Reframing Beliefs About Suffering

In order to stay resilient in the face of trauma, helping professionals may need to examine their personal beliefs about suffering. For example, if you were raised to believe that good deeds are rewarded with happiness and that we are never faced with more adversity than we can handle, you may find it impossible to make sense of what you see at work. The unfairness of death, the senselessness of violence – these don’t fit neatly into a world view where good things happen to good people.

Americans are raised with a transactional view of life, where hard work pays off in prosperity and harmony. American helping professionals are steeped in this culture. We believe that if we could just work hard enough, say the right thing, deliver the right treatment, we could deliver our patients into happy futures. It can be quite difficult to come to terms with the fact that this is often simply impossible. And when failures outweigh successes, helpers can find their resource of compassion souring into bitterness.

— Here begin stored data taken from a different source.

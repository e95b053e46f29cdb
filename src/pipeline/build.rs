//! Stage 1: one [`RawRecord`] per fetched message.

use tracing::{info, warn};

use crate::error::Result;
use crate::fetch::{order_ids, HeaderStream, MailSource};
use crate::model::record::RawRecord;
use crate::model::table::MessageTable;
use crate::parser::header::{decode_header_value, decode_raw_header, get_header, unfold_headers};

/// Build a record from a raw header block.
///
/// `Date` and `From` are kept as raw text; `Subject` is decoded. Missing or
/// empty headers become `None`; nothing here fails.
pub fn record_from_headers(raw_headers: &[u8]) -> RawRecord {
    let text = decode_raw_header(raw_headers);
    let headers = unfold_headers(&text);
    let field = |name: &str| get_header(&headers, name).filter(|v| !v.is_empty());

    RawRecord {
        date: field("date"),
        from: field("from"),
        subject: field("subject").map(|s| decode_header_value(&s)),
    }
}

/// Drain a header stream into a table. The first fetch error aborts.
pub fn build_table<I>(stream: I) -> Result<MessageTable<RawRecord>>
where
    I: Iterator<Item = Result<RawRecord>>,
{
    stream.collect::<Result<Vec<_>>>().map(MessageTable::new)
}

/// Fetch every message of `folder` from `source` and build the stage-1 table.
///
/// The session is logged out afterwards, whether or not the fetch succeeded.
/// `progress` receives `(fetched, total)` after every message.
pub fn fetch_table<S: MailSource>(
    mut source: S,
    folder: &str,
    newest_first: bool,
    progress: Option<&dyn Fn(usize, usize)>,
) -> Result<MessageTable<RawRecord>> {
    let result = collect_folder(&mut source, folder, newest_first, progress);

    if let Err(e) = source.logout() {
        warn!(error = %e, "Logout failed");
    }

    let table = result?;
    info!(folder, rows = table.len(), "Fetched message headers");
    Ok(table)
}

fn collect_folder<S: MailSource>(
    source: &mut S,
    folder: &str,
    newest_first: bool,
    progress: Option<&dyn Fn(usize, usize)>,
) -> Result<MessageTable<RawRecord>> {
    let ids = order_ids(source.message_ids(folder)?, newest_first);
    build_table(HeaderStream::new(source, ids, progress))
}
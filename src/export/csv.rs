//! Delimited-text snapshots of the message table.
//!
//! Output is UTF-8 with `\n` line endings. A field is quoted (RFC 4180) only
//! when it contains the delimiter, a double quote, or a line break, so a file
//! read back with [`read_delimited`] and written again is byte-identical.

use std::io::Write;
use std::path::Path;

use tracing::info;

use crate::error::{MailcloudError, Result};
use crate::model::table::MessageTable;

/// A record type that can be written as one delimited row.
pub trait Row: Sized {
    /// Column names, in output order.
    const HEADERS: &'static [&'static str];

    /// One cell per header; null values are empty strings.
    fn cells(&self) -> Vec<String>;

    /// Rebuild a record from cells read back from a snapshot.
    fn from_cells(cells: &[String]) -> std::result::Result<Self, String>;
}

/// Options for one export.
#[derive(Debug, Clone, Copy, PartialEq, Eq)]
pub struct CsvOptions {
    /// Field separator.
    pub delimiter: char,
    /// Prefix the file with a UTF-8 BOM (for spreadsheet tools).
    pub utf8_bom: bool,
}

impl CsvOptions {
    pub fn comma() -> Self {
        Self {
            delimiter: ',',
            utf8_bom: false,
        }
    }

    pub fn with_delimiter(delimiter: char) -> Self {
        Self {
            delimiter,
            utf8_bom: false,
        }
    }
}

impl Default for CsvOptions {
    fn default() -> Self {
        Self::comma()
    }
}

/// Header names and raw cells of a delimited file.
#[derive(Debug, Clone, PartialEq, Eq)]
pub struct DelimitedTable {
    pub headers: Vec<String>,
    pub rows: Vec<Vec<String>>,
}

/// Write `table` to `output_path`, replacing any existing file.
pub fn export_table<R: Row>(
    table: &MessageTable<R>,
    output_path: &Path,
    options: &CsvOptions,
) -> Result<()> {
    let file =
        std::fs::File::create(output_path).map_err(|e| MailcloudError::io(output_path, e))?;
    let mut writer = std::io::BufWriter::new(file);

    write_table(table, &mut writer, options)
        .and_then(|_| writer.flush())
        .map_err(|e| MailcloudError::io(output_path, e))?;

    info!(
        path = %output_path.display(),
        rows = table.len(),
        delimiter = %options.delimiter,
        "Exported table"
    );
    Ok(())
}

/// Serialize `table` into any writer.
pub fn write_table<R: Row, W: Write>(
    table: &MessageTable<R>,
    out: &mut W,
    options: &CsvOptions,
) -> std::io::Result<()> {
    if options.utf8_bom {
        out.write_all(&[0xEF, 0xBB, 0xBF])?;
    }

    let headers: Vec<String> = R::HEADERS.iter().map(|h| h.to_string()).collect();
    write_row(out, &headers, options.delimiter)?;

    for record in table {
        write_row(out, &record.cells(), options.delimiter)?;
    }
    Ok(())
}

/// Serialize `table` into a string.
pub fn to_delimited_string<R: Row>(table: &MessageTable<R>, options: &CsvOptions) -> String {
    let mut buf = Vec::new();
    write_table(table, &mut buf, options).expect("writing to a Vec cannot fail");
    String::from_utf8_lossy(&buf).into_owned()
}

fn write_row<W: Write>(out: &mut W, cells: &[String], delimiter: char) -> std::io::Result<()> {
    let line = cells
        .iter()
        .map(|c| escape_field(c, delimiter))
        .collect::<Vec<_>>()
        .join(&delimiter.to_string());
    writeln!(out, "{line}")
}

/// Escape a value for delimited output (RFC 4180).
///
/// Wraps in double quotes if the value contains the delimiter, quotes, or newlines.
pub fn escape_field(value: &str, delimiter: char) -> String {
    if value.contains(delimiter) || value.contains('"') || value.contains('\n') || value.contains('\r')
    {
        format!("\"{}\"", value.replace('"', "\"\""))
    } else {
        value.to_string()
    }
}

/// Read a delimited file written by [`export_table`] (or any RFC 4180 file).
pub fn read_delimited(path: &Path, delimiter: char) -> Result<DelimitedTable> {
    let bytes = std::fs::read(path).map_err(|e| MailcloudError::io(path, e))?;
    let text = String::from_utf8_lossy(&bytes);
    let text = text.strip_prefix('\u{FEFF}').unwrap_or(&text);

    let mut records = parse_delimited(text, delimiter).map_err(|(line, reason)| {
        MailcloudError::MalformedTable {
            path: path.to_path_buf(),
            line,
            reason,
        }
    })?;

    if records.is_empty() {
        return Err(MailcloudError::MalformedTable {
            path: path.to_path_buf(),
            line: 1,
            reason: "missing header row".to_string(),
        });
    }

    let headers = records.remove(0);
    Ok(DelimitedTable {
        headers,
        rows: records,
    })
}

/// Read a snapshot back into a typed table, checking its header row.
pub fn load_table<R: Row>(path: &Path, delimiter: char) -> Result<MessageTable<R>> {
    let raw = read_delimited(path, delimiter)?;

    if raw.headers != R::HEADERS {
        return Err(MailcloudError::MalformedTable {
            path: path.to_path_buf(),
            line: 1,
            reason: format!(
                "expected columns {:?}, found {:?}",
                R::HEADERS,
                raw.headers
            ),
        });
    }

    raw.rows
        .iter()
        .enumerate()
        .map(|(i, cells)| {
            R::from_cells(cells).map_err(|reason| MailcloudError::MalformedTable {
                path: path.to_path_buf(),
                line: i + 2,
                reason,
            })
        })
        .collect::<Result<Vec<R>>>()
        .map(MessageTable::new)
}

/// Split text into records of fields. Errors carry the 1-based line number.
fn parse_delimited(
    text: &str,
    delimiter: char,
) -> std::result::Result<Vec<Vec<String>>, (usize, String)> {
    let mut records = Vec::new();
    let mut record: Vec<String> = Vec::new();
    let mut field = String::new();
    let mut in_quotes = false;
    let mut quote_line = 0;
    let mut line = 1;
    let mut chars = text.chars().peekable();

    while let Some(ch) = chars.next() {
        if in_quotes {
            match ch {
                '"' if chars.peek() == Some(&'"') => {
                    chars.next();
                    field.push('"');
                }
                '"' => in_quotes = false,
                '\n' => {
                    line += 1;
                    field.push(ch);
                }
                _ => field.push(ch),
            }
            continue;
        }

        match ch {
            '"' if field.is_empty() => {
                in_quotes = true;
                quote_line = line;
            }
            c if c == delimiter => record.push(std::mem::take(&mut field)),
            '\r' if chars.peek() == Some(&'\n') => {}
            '\n' => {
                record.push(std::mem::take(&mut field));
                if !(record.len() == 1 && record[0].is_empty()) {
                    records.push(std::mem::take(&mut record));
                } else {
                    record.clear();
                }
                line += 1;
            }
            _ => field.push(ch),
        }
    }

    if in_quotes {
        return Err((quote_line, "unterminated quoted field".to_string()));
    }
    if !field.is_empty() || !record.is_empty() {
        record.push(field);
        records.push(record);
    }

    Ok(records)
}

#[cfg(test)]
mod tests {
    use super::*;

    #[test]
    fn test_escape_simple() {
        assert_eq!(escape_field("hello", ','), "hello");
    }

    #[test]
    fn test_escape_delimiter() {
        assert_eq!(escape_field("hello, world", ','), "\"hello, world\"");
        assert_eq!(escape_field("hello, world", '|'), "hello, world");
        assert_eq!(escape_field("a|b", '|'), "\"a|b\"");
    }

    #[test]
    fn test_escape_quotes_and_newline() {
        assert_eq!(escape_field("say \"hi\"", ','), "\"say \"\"hi\"\"\"");
        assert_eq!(escape_field("line1\nline2", '|'), "\"line1\nline2\"");
    }

    #[test]
    fn test_parse_quoted_fields() {
        let text = "A|B\n\"x|y\"|\"say \"\"hi\"\"\"\nplain|\n";
        let records = parse_delimited(text, '|').unwrap();
        assert_eq!(records.len(), 3);
        assert_eq!(records[1], vec!["x|y", "say \"hi\""]);
        assert_eq!(records[2], vec!["plain", ""]);
    }

    #[test]
    fn test_parse_multiline_field_and_crlf() {
        let text = "A,B\r\n\"one\ntwo\",3\r\n";
        let records = parse_delimited(text, ',').unwrap();
        assert_eq!(records[1], vec!["one\ntwo", "3"]);
    }

    #[test]
    fn test_parse_unterminated_quote() {
        let err = parse_delimited("A,B\nok,\"broken\n", ',').unwrap_err();
        assert_eq!(err.0, 2);
    }
}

More than ever, we need to understand our own limitations when it comes to helping. We need a philosophical world view that can allow for the unfair, the unexpected, the heartbreaking. A robust, flexible, transformed sense of meaning could be an essential protective factor against caregiver strain.

Normalizing Suffering

Rather than skirting the issue of suffering with professional platitudes, we need to examine it unflinchingly. Helping professionals might consider turning towards an unexpected source for comfort: philosophical and spiritual wisdom. Buddhist philosophy, for example, places the expectation of pain at its core. It teaches that suffering is not an aberration or a punishment, but a normal, expected part of life — just as much as love or joy or taxes.

When we see illness and pain on our doorstep, we believe that they have the wrong address. It is this resistance to pain – our belief that it is undeserved – that robs us of our ability to cope. Buddhist philosophy encourages us to accept pain and loss, not only because it is unavoidable, but because it unites us with all living beings. Not one single person can make all the right choices to exempt ourselves from pain. It is our central work as humans to learn to endure suffering, because suffering gifts us with compassion, and compassion allows us to be present when others are in pain.

Redefining Your Purpose

The identity of a helping professional needs a makeover. Of course, we will continue to strive to help everyone we can. But professionals must truly accept that, like our patients, we are only human and therefore deeply imperfect. And perhaps accepting our vulnerability can be the basis of a new kind of purpose.

For example, instead of helping people, our core purpose may be to simply accompany people through their suffering. This, as helping professionals, could be our most profound gift – not our training, not our education – but our ability to hold space for the fragility of life. Our purpose may be to simply do our best to be kind while we work diligently with our imperfect tools.

Focusing on the Collective, Not the Individual

While internal transformation can be a protective factor against caregiver strain, it is an incomplete solution. Caregiver strain cannot simply be framed as an individual problem, where the onus is on the individual to stay healthy by managing their response to feeling overwhelmed. This way of thinking only engenders shame and guilt in professionals when they find themselves experiencing real, human emotions in response to witnessing terrible events.

The helping field needs to take a hard look, not just at the world, but at the systems that overwhelm the helper. What of the structures that assign professionals three times their caseload, then send them home with meager pay and vague prescriptions for self-care? Can fresh beliefs truly sustain workers when their labor is exploited by an indifferent system?

Instead, let us share the responsibility for sustaining the health of helping professionals. We need systems that understand and allow for our humanity, our imperfections, our vulnerability. Let us consider building systems that respect and care for the dignity of the helpers as well as the patients. In this way, we carry collective responsibility to care for each other, rather than suffering individually in silos of caregiver strain.